### Problem description
Pick out the lines below that contain the string "SessionResponse" and copy them all.

### Data in this exercise
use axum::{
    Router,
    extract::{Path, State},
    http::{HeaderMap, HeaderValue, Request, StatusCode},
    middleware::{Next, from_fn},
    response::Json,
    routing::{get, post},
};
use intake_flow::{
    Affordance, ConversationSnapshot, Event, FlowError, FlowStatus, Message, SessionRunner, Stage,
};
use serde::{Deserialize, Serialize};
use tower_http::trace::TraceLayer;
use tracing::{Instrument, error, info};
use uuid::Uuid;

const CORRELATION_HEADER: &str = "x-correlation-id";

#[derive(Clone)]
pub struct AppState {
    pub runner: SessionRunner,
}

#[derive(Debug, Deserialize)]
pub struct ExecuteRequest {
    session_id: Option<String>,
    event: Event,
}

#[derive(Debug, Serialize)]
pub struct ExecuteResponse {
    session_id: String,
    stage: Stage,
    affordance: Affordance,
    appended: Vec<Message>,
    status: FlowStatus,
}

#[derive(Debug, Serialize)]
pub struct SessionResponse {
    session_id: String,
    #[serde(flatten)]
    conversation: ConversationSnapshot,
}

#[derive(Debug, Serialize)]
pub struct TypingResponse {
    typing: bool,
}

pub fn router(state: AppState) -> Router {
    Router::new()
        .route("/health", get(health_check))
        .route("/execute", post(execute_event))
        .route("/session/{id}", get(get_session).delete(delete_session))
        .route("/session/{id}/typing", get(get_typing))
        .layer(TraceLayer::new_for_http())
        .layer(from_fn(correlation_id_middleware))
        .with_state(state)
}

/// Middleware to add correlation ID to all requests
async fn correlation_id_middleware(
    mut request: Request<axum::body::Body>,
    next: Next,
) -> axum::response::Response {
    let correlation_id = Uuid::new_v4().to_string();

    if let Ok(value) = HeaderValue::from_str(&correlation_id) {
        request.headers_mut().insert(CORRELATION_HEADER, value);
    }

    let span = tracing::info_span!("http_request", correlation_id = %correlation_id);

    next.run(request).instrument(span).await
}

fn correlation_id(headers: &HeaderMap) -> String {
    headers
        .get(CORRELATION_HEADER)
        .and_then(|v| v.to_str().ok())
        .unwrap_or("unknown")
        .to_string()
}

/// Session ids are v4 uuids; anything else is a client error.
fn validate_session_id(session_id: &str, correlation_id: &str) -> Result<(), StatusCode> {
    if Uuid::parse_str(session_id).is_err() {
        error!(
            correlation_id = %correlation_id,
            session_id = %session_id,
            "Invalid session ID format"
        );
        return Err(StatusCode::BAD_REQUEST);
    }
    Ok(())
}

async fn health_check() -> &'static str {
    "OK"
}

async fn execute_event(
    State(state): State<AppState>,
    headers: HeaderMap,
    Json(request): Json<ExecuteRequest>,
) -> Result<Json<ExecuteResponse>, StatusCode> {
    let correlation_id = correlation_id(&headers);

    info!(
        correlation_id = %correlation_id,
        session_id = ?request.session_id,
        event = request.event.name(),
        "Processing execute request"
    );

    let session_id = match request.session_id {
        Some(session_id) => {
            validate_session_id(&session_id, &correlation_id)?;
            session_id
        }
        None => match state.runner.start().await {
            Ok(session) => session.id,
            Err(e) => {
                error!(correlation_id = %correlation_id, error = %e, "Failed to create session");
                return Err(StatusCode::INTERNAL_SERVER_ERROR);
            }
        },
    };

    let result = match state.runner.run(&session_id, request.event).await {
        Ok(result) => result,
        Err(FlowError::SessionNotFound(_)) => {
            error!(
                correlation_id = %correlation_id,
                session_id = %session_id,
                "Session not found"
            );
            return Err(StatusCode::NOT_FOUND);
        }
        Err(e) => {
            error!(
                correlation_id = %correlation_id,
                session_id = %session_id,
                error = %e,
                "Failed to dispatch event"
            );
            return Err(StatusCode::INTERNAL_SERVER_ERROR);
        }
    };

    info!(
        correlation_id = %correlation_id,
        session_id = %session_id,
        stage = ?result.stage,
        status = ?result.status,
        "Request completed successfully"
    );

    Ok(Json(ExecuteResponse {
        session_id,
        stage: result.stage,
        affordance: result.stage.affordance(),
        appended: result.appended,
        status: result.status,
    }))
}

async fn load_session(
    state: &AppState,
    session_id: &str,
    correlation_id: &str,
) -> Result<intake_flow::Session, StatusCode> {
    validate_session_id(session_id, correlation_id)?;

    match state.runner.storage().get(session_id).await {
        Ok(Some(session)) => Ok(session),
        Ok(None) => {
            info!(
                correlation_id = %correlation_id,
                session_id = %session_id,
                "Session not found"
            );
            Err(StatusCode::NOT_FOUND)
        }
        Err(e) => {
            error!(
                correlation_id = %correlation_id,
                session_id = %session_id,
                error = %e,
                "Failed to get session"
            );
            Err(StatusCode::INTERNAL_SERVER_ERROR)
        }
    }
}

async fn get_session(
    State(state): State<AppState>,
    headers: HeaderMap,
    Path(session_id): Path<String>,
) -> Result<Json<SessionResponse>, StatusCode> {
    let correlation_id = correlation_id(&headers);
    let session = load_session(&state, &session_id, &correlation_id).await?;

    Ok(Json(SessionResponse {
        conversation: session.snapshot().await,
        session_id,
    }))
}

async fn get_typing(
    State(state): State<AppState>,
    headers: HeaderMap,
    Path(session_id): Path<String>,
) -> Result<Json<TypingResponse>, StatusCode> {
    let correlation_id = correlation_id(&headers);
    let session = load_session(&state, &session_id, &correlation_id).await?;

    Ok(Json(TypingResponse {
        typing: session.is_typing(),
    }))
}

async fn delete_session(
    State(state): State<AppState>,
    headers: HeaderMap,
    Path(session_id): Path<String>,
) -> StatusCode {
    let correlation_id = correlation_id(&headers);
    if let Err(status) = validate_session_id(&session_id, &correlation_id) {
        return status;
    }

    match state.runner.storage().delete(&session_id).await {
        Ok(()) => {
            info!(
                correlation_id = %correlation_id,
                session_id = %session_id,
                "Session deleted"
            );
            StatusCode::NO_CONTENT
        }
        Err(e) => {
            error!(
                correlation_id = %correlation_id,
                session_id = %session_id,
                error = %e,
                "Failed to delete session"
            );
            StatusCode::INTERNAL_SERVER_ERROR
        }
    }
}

### Exercise answer
pub struct SessionResponse {
) -> Result<Json<SessionResponse>, StatusCode> {
    Ok(Json(SessionResponse {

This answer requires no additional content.